Return the count of lines in the records that include the string "RestStore", and nothing besides it.

◆ Records from a data collection:
***

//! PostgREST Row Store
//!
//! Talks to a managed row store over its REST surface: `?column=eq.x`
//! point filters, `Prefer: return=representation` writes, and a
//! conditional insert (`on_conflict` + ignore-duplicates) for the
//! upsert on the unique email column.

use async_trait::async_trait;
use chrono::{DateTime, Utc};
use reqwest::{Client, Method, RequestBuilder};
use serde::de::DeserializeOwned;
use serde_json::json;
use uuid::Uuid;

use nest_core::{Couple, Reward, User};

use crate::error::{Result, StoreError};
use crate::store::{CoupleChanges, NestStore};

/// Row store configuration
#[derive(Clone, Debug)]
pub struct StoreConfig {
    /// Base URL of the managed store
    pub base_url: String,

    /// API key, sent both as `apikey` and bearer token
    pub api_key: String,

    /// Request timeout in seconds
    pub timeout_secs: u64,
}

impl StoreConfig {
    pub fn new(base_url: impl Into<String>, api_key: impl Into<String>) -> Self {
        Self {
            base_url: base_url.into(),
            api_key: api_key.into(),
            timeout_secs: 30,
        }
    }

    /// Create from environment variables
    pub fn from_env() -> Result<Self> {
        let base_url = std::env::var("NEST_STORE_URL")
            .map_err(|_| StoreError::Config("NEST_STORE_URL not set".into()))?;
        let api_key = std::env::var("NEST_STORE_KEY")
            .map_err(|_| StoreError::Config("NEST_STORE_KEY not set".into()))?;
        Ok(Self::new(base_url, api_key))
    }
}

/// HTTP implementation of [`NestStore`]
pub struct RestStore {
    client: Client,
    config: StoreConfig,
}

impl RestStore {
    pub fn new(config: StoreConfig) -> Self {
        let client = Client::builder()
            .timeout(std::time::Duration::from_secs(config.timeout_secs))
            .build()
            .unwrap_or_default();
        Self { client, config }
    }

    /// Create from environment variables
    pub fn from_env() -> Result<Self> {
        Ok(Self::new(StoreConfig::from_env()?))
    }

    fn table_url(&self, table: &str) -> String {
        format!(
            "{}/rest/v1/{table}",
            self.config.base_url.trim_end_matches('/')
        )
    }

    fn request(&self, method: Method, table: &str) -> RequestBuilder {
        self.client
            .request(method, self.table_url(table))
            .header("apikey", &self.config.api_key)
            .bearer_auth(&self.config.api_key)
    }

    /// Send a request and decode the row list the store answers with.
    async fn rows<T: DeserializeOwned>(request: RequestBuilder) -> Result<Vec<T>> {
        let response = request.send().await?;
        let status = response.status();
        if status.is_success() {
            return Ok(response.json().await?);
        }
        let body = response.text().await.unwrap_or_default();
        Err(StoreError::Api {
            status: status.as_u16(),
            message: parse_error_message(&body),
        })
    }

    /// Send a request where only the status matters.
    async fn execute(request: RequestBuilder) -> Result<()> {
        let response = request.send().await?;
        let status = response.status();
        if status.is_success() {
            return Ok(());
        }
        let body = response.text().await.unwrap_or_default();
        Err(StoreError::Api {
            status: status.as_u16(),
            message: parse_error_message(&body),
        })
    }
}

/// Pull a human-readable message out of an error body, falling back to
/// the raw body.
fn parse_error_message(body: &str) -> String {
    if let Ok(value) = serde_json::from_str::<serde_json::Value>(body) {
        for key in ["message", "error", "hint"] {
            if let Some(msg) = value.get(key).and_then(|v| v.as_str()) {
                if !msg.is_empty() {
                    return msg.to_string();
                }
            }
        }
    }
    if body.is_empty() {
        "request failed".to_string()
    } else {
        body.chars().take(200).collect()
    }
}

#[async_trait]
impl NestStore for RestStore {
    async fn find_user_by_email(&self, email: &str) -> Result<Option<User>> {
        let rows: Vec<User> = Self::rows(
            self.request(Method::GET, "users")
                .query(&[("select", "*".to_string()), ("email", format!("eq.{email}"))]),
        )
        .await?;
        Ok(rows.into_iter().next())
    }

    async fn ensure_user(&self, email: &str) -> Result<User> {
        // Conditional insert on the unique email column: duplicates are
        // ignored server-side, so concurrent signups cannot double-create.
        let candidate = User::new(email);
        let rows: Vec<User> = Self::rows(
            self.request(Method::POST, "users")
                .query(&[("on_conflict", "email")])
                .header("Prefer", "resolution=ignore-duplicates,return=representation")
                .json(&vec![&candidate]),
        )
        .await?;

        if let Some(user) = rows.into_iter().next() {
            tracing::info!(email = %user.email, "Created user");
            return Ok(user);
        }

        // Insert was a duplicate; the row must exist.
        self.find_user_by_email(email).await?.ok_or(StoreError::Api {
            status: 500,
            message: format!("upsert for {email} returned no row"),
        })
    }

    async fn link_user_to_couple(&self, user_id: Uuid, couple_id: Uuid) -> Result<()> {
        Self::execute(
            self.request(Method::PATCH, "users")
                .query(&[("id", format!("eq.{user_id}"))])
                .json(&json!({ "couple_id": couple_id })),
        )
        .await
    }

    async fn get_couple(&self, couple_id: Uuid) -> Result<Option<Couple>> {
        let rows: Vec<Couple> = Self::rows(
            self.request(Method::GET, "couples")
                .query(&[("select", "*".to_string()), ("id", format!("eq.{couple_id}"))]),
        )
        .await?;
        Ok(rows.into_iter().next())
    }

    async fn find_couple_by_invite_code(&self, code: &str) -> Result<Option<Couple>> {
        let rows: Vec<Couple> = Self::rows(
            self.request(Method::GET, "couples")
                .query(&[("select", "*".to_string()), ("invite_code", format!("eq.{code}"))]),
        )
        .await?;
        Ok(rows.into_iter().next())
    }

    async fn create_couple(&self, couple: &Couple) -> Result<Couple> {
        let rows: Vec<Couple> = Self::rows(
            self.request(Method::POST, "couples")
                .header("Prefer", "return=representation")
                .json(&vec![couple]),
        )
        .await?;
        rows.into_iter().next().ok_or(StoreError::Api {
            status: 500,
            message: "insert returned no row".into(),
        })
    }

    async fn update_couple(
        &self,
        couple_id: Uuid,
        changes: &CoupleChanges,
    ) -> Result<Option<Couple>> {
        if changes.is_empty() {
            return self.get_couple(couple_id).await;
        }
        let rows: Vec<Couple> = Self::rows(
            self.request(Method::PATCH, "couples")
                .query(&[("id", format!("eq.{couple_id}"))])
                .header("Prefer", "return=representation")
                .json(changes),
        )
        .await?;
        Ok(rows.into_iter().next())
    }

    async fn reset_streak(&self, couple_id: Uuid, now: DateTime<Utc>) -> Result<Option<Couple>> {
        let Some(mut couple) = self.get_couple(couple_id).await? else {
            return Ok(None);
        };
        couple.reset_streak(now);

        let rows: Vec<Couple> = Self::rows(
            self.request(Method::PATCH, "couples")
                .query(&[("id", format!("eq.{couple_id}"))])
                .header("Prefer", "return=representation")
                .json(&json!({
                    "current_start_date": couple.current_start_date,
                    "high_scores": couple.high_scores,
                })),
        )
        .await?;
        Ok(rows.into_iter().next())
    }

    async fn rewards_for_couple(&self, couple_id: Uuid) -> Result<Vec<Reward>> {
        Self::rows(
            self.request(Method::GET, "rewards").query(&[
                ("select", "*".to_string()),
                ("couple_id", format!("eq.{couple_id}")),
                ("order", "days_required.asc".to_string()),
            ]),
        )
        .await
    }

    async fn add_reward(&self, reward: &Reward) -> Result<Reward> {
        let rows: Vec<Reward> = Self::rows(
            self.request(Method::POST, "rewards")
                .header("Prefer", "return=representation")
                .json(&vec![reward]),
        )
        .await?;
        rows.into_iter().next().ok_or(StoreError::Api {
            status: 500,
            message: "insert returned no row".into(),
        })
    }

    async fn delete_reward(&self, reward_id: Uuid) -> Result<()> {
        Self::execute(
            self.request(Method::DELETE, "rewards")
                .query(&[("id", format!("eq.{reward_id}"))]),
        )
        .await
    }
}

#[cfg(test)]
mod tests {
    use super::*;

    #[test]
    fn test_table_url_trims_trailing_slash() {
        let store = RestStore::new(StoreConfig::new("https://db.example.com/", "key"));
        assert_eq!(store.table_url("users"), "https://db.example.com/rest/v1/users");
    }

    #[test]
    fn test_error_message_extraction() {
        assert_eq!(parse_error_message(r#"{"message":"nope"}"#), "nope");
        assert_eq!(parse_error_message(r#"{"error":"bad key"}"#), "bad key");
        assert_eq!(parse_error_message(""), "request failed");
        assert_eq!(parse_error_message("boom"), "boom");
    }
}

***

◆ Reply to the task: 4